Different people would answer this question in different ways. For instance, Adrian (1932) clearly regarded himself as an empiricist, saying:
In all branches of natural science there are two methods of approach, that of the strategist who can devise a series of crucial experiments that will reveal the truth by a sort of Hegelian dialectic, and that of the empiricist who merely looks about to see what he can find.
In his hands, "merely looking about to see what one can find" was astonishingly fruitful, but I confess that I have often aspired to the more theoretical approach that Adrian described first in the above passage. As a research student I was intrigued by information theory and cybernetics, which were then coming to the fore (Shannon and Weaver, 1949; Wiener, 1961), by early work on computer pattern recognition (Grimsdale et al., 1959; Selfridge and Neisser, 1960), and by the ideas of ethologists about fixed action patterns and innate releasing factors that were being popularized by Niko Tinbergen (1953) and Konrad Lorenz (1961) at about that time. But theories can close your eyes as well as open them.

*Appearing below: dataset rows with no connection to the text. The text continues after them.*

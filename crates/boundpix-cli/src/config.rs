use anyhow::{Context, Result};
use boundpix_common::PathManager;
use serde::{Deserialize, Serialize};
use std::fs;
use std::path::PathBuf;

/// CLI configuration
#[derive(Debug, Clone, Serialize, Deserialize)]
pub struct Config {
    /// Default output directory
    #[serde(default = "default_output_dir")]
    pub default_output_dir: PathBuf,

    /// Preview format; unset keeps the input's format
    #[serde(default)]
    pub output_format: Option<String>,

    /// Maximum total pixels of a decoded image
    #[serde(default = "default_pixel_limit")]
    pub pixel_limit: f64,

    /// Default short edge cap
    #[serde(default)]
    pub short_edge: Option<f64>,

    /// Default long edge cap
    #[serde(default)]
    pub long_edge: Option<f64>,

    /// Decode pixels inside the decode call instead of on first access
    #[serde(default)]
    pub eager_decode: bool,

    /// Resampling filter (nearest, triangle, catmullrom, gaussian, lanczos3)
    #[serde(default = "default_resize_filter")]
    pub resize_filter: String,

    /// Largest full-resolution decode buffer, in MB (0 = unlimited)
    #[serde(default = "default_max_decode_alloc_mb")]
    pub max_decode_alloc_mb: u64,

    /// Number of parallel jobs for batch operations
    #[serde(default = "default_jobs")]
    pub parallel_jobs: usize,

    /// Show progress bars
    #[serde(default = "default_progress")]
    pub show_progress: bool,

    /// Colored output
    #[serde(default = "default_color")]
    pub colored_output: bool,
}

fn default_output_dir() -> PathBuf {
    PathManager::new()
        .map(|manager| manager.default_output_dir().to_path_buf())
        .unwrap_or_else(|_| PathBuf::from("./output"))
}

fn default_pixel_limit() -> f64 {
    boundpix_common::size::DEFAULT_TOTAL_PIXEL_LIMIT
}

fn default_resize_filter() -> String {
    "catmullrom".to_string()
}

fn default_max_decode_alloc_mb() -> u64 {
    1024
}

fn default_jobs() -> usize {
    num_cpus::get()
}

fn default_progress() -> bool {
    true
}

fn default_color() -> bool {
    true
}

impl Default for Config {
    fn default() -> Self {
        Self {
            default_output_dir: default_output_dir(),
            output_format: None,
            pixel_limit: default_pixel_limit(),
            short_edge: None,
            long_edge: None,
            eager_decode: false,
            resize_filter: default_resize_filter(),
            max_decode_alloc_mb: default_max_decode_alloc_mb(),
            parallel_jobs: default_jobs(),
            show_progress: default_progress(),
            colored_output: default_color(),
        }
    }
}

impl Config {
    /// Get config file path (XDG-compliant)
    pub fn config_path() -> Result<PathBuf> {
        let config_dir = directories::ProjectDirs::from("", "", "boundpix")
            .context("Failed to determine config directory")?
            .config_dir()
            .to_path_buf();

        fs::create_dir_all(&config_dir).context("Failed to create config directory")?;

        Ok(config_dir.join("config.toml"))
    }

    /// Load config from file, or create default
    pub fn load() -> Result<Self> {
        let config_path = Self::config_path()?;

        if config_path.exists() {
            let content = fs::read_to_string(&config_path).context("Failed to read config file")?;

            let config: Config = toml::from_str(&content).context("Failed to parse config file")?;

            tracing::debug!("Loaded config from {:?}", config_path);
            Ok(config)
        } else {
            let config = Self::default();
            config.save()?;
            tracing::info!("Created default config at {:?}", config_path);
            Ok(config)
        }
    }

    /// Save config to file
    pub fn save(&self) -> Result<()> {
        let config_path = Self::config_path()?;
        let content = toml::to_string_pretty(self).context("Failed to serialize config")?;

        fs::write(&config_path, content).context("Failed to write config file")?;

        tracing::debug!("Saved config to {:?}", config_path);
        Ok(())
    }

    /// Reset to defaults
    pub fn reset() -> Result<()> {
        let config = Self::default();
        config.save()
    }

    /// Decode allocation ceiling in bytes; `None` when unlimited
    pub fn max_decode_alloc_bytes(&self) -> Option<u64> {
        (self.max_decode_alloc_mb > 0)
            .then(|| self.max_decode_alloc_mb.saturating_mul(1024 * 1024))
    }

    /// Update one key from its string form. `none` clears optional keys.
    pub fn set(&mut self, key: &str, value: &str) -> Result<()> {
        let optional = |value: &str| -> Result<Option<f64>> {
            if value.eq_ignore_ascii_case("none") {
                Ok(None)
            } else {
                Ok(Some(value.parse()?))
            }
        };

        match key {
            "default_output_dir" => self.default_output_dir = PathBuf::from(value),
            "output_format" => {
                self.output_format = if value.eq_ignore_ascii_case("none") {
                    None
                } else {
                    boundpix_common::MediaFormat::from_extension(value)
                        .with_context(|| format!("Unsupported format: {}", value))?;
                    Some(value.to_lowercase())
                }
            }
            "pixel_limit" => {
                let limit: f64 = value.parse()?;
                boundpix_common::TotalPixelLimit::new(limit)
                    .with_context(|| format!("Pixel limit must be positive: {}", value))?;
                self.pixel_limit = limit;
            }
            "short_edge" => self.short_edge = optional(value)?,
            "long_edge" => self.long_edge = optional(value)?,
            "eager_decode" => self.eager_decode = value.parse()?,
            "resize_filter" => {
                boundpix_formats::resize::parse_filter(value)
                    .with_context(|| format!("Unknown resize filter: {}", value))?;
                self.resize_filter = value.to_lowercase();
            }
            "max_decode_alloc_mb" => self.max_decode_alloc_mb = value.parse()?,
            "parallel_jobs" => self.parallel_jobs = value.parse()?,
            "show_progress" => self.show_progress = value.parse()?,
            "colored_output" => self.colored_output = value.parse()?,
            _ => anyhow::bail!("Unknown config key: {}", key),
        }

        Ok(())
    }
}

#[cfg(test)]
mod tests {
    use super::*;

    #[test]
    fn test_default_config() {
        let config = Config::default();
        assert!(config.show_progress);
        assert!(!config.eager_decode);
        assert_eq!(config.pixel_limit, 15_000_000.0);
        assert_eq!(config.resize_filter, "catmullrom");
        assert!(config.short_edge.is_none());
        if let Ok(manager) = PathManager::new() {
            assert_eq!(config.default_output_dir, manager.default_output_dir());
        }
    }

    #[test]
    fn test_config_serialization() {
        let mut config = Config::default();
        config.long_edge = Some(2048.0);
        let toml = toml::to_string(&config).unwrap();

        let parsed: Config = toml::from_str(&toml).unwrap();
        assert_eq!(parsed.long_edge, Some(2048.0));
        assert_eq!(parsed.short_edge, None);
        assert_eq!(config.resize_filter, parsed.resize_filter);
    }

    #[test]
    fn test_missing_keys_use_defaults() {
        let parsed: Config = toml::from_str("eager_decode = true").unwrap();
        assert!(parsed.eager_decode);
        assert_eq!(parsed.max_decode_alloc_mb, 1024);
    }

    #[test]
    fn test_set_values() {
        let mut config = Config::default();
        config.set("short_edge", "800").unwrap();
        config.set("resize_filter", "Lanczos3").unwrap();
        config.set("output_format", "JPG").unwrap();
        assert_eq!(config.short_edge, Some(800.0));
        assert_eq!(config.resize_filter, "lanczos3");
        assert_eq!(config.output_format.as_deref(), Some("jpg"));

        config.set("short_edge", "none").unwrap();
        assert_eq!(config.short_edge, None);
    }

    #[test]
    fn test_max_decode_alloc_bytes() {
        let mut config = Config::default();
        assert_eq!(config.max_decode_alloc_bytes(), Some(1024 * 1024 * 1024));

        config.set("max_decode_alloc_mb", "0").unwrap();
        assert_eq!(config.max_decode_alloc_bytes(), None);

        config.set("max_decode_alloc_mb", &u64::MAX.to_string()).unwrap();
        assert_eq!(config.max_decode_alloc_bytes(), Some(u64::MAX));
    }

    #[test]
    fn test_set_rejects_invalid_values() {
        let mut config = Config::default();
        assert!(config.set("pixel_limit", "0").is_err());
        assert!(config.set("resize_filter", "bicubic-ish").is_err());
        assert!(config.set("output_format", "pdf").is_err());
        assert!(config.set("no_such_key", "1").is_err());
    }
}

One of the first experimentally satisfactory experiments I did on the frog's retina gave a result that made nonsense of the theory I was testing, but I was so fixated by the theory that I nearly missed an important new fact that was staring me in the face. Having previously mapped the receptive field of a retinal ganglion cell, I measured its sensitivity to circular spots of increasing size. My theory predicted that while it was within the receptive field, sensitivity would rise either in proportion to the area of the stimulus spot or in proportion to its square root, depending on the type of unit. My theory attached great importance to which of these rules it followed, but the results showed that the sensitivity rose at a rate almost exactly halfway between the alternatives expected. I went home late at night in great gloom, thinking the experiment had failed and was not worth repeating. It was only as I was falling asleep that I remembered that the sensitivity had plunged to a nonsensical-seeming near-zero value for the largest spot size when it spread outside the excitatory receptive field. I then realized that this unpre-dicted near-zero result actually provided direct evidence for something more interesting than my previous theorizing: it strongly suggested that the retinal ganglion cell had an inhibitory surround, a new fact that was only later described by Hartline (1949) and Kuffler (1952).

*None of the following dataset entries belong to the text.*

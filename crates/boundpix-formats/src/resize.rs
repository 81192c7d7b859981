use fast_image_resize as fr;
use image::imageops::FilterType;
use image::DynamicImage;

/// Downscale a decoded frame to exactly `width` x `height`.
///
/// Uses the SIMD resizer and falls back to `image::resize_exact` for pixel
/// layouts it rejects.
pub fn downscale(image: &DynamicImage, width: u32, height: u32, filter: FilterType) -> DynamicImage {
    match resize_with_fast_image_resize(image, width, height, filter) {
        Ok(resized) => resized,
        Err(err) => {
            tracing::warn!(
                "fast_image_resize failed ({}), falling back to resize_exact",
                err
            );
            image.resize_exact(width, height, filter)
        }
    }
}

fn resize_with_fast_image_resize(
    image: &DynamicImage,
    width: u32,
    height: u32,
    filter: FilterType,
) -> Result<DynamicImage, fr::ResizeError> {
    let mut dst = DynamicImage::new(width, height, image.color());

    let mut resizer = fr::Resizer::new();
    let options = fr::ResizeOptions::new().resize_alg(to_resize_alg(filter));
    resizer.resize(image, &mut dst, Some(&options))?;

    Ok(dst)
}

fn to_resize_alg(filter: FilterType) -> fr::ResizeAlg {
    match filter {
        FilterType::Nearest => fr::ResizeAlg::Nearest,
        FilterType::Triangle => fr::ResizeAlg::Convolution(fr::FilterType::Bilinear),
        FilterType::CatmullRom => fr::ResizeAlg::Convolution(fr::FilterType::CatmullRom),
        FilterType::Gaussian => fr::ResizeAlg::Convolution(fr::FilterType::Mitchell),
        FilterType::Lanczos3 => fr::ResizeAlg::Convolution(fr::FilterType::Lanczos3),
    }
}

/// Parse a filter name as used in config files
pub fn parse_filter(name: &str) -> Option<FilterType> {
    match name.to_lowercase().as_str() {
        "nearest" => Some(FilterType::Nearest),
        "triangle" | "bilinear" => Some(FilterType::Triangle),
        "catmullrom" | "catmull-rom" => Some(FilterType::CatmullRom),
        "gaussian" => Some(FilterType::Gaussian),
        "lanczos3" | "lanczos" => Some(FilterType::Lanczos3),
        _ => None,
    }
}

#[cfg(test)]
mod tests {
    use super::*;

    #[test]
    fn test_downscale_dimensions() {
        let img = DynamicImage::new_rgb8(400, 300);
        let resized = downscale(&img, 200, 150, FilterType::Lanczos3);
        assert_eq!((resized.width(), resized.height()), (200, 150));
        assert_eq!(resized.color(), img.color());
    }

    #[test]
    fn test_downscale_keeps_alpha() {
        let img = DynamicImage::new_rgba8(64, 64);
        let resized = downscale(&img, 16, 16, FilterType::Triangle);
        assert!(resized.color().has_alpha());
    }

    #[test]
    fn test_parse_filter() {
        assert_eq!(parse_filter("Lanczos3"), Some(FilterType::Lanczos3));
        assert_eq!(parse_filter("bilinear"), Some(FilterType::Triangle));
        assert_eq!(parse_filter("bogus"), None);
    }
}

This event might justify ignoring theoretical and philosophical issues altogether, but, of course, the real lesson is to stay awake and be ready with a new theory whenever the facts demand it.
For Steve Kuffler, linking single-unit function to known (or discoverable) anatomical structure was probably the main inspiration, as it was for his most famous followers, David Hubel and Torsten Wiesel. Their school of thought was extraordinarily influential, for it diverted the main efforts of neurophysiologists in the United States away from the study of evoked potentials and massed responses to single units. Single-unit recordings are never going to make much sense unless they are related to the anatomy, but this needs no further emphasis.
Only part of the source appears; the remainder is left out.